Top of Dataset

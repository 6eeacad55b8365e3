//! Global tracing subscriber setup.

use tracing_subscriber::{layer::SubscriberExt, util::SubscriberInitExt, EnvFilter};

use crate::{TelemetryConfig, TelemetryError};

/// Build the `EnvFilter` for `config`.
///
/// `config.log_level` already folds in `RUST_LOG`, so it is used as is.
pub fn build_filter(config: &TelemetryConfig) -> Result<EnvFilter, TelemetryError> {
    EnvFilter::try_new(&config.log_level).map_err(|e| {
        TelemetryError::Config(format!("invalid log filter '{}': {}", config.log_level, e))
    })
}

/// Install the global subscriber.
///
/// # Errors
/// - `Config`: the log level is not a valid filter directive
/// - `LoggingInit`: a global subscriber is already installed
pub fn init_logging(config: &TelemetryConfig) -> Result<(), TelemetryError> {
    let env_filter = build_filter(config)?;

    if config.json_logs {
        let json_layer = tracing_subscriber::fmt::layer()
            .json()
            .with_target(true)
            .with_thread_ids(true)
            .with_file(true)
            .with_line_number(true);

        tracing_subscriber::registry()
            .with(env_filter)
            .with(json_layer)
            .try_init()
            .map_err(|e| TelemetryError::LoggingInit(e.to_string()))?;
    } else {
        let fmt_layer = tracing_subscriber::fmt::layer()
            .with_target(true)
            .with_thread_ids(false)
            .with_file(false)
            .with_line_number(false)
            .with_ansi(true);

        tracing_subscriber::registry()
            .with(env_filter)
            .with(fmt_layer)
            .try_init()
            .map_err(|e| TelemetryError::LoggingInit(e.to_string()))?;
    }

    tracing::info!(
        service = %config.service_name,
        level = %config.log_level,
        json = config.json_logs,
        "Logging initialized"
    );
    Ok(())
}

Bottom of Dataset
Top of Dataset

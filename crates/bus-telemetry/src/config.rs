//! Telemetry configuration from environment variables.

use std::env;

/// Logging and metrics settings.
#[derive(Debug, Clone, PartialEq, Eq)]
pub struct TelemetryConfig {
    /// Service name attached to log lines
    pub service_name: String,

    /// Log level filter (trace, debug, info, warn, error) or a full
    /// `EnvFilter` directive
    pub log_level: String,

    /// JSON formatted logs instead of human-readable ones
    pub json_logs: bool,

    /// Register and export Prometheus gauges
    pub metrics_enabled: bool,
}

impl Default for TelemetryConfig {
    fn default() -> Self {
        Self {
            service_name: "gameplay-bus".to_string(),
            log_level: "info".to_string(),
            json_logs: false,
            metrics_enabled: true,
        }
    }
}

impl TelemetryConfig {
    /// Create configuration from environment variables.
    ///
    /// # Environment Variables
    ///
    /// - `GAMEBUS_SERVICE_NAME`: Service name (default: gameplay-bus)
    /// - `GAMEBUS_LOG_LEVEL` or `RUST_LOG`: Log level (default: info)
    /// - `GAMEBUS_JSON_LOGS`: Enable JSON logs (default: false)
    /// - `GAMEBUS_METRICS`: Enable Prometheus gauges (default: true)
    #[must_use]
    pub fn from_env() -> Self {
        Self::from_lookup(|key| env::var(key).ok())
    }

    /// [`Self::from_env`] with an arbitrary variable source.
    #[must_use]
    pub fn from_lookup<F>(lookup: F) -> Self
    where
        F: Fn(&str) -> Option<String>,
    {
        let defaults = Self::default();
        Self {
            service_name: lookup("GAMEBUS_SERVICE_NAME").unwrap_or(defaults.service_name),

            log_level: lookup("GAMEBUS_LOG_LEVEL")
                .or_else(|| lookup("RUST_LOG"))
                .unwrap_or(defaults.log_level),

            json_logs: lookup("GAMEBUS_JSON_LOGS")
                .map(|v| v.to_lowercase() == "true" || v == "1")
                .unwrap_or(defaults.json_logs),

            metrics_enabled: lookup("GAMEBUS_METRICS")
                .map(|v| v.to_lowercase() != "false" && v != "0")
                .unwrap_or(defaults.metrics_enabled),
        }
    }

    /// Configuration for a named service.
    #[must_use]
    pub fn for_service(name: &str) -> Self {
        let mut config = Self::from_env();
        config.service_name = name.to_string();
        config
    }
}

Bottom of Dataset

What you should do: If a line in the records above contains "Result", copy that line.

Answer to this exercise:
pub fn build_filter(config: &TelemetryConfig) -> Result<EnvFilter, TelemetryError> {
pub fn init_logging(config: &TelemetryConfig) -> Result<(), TelemetryError> {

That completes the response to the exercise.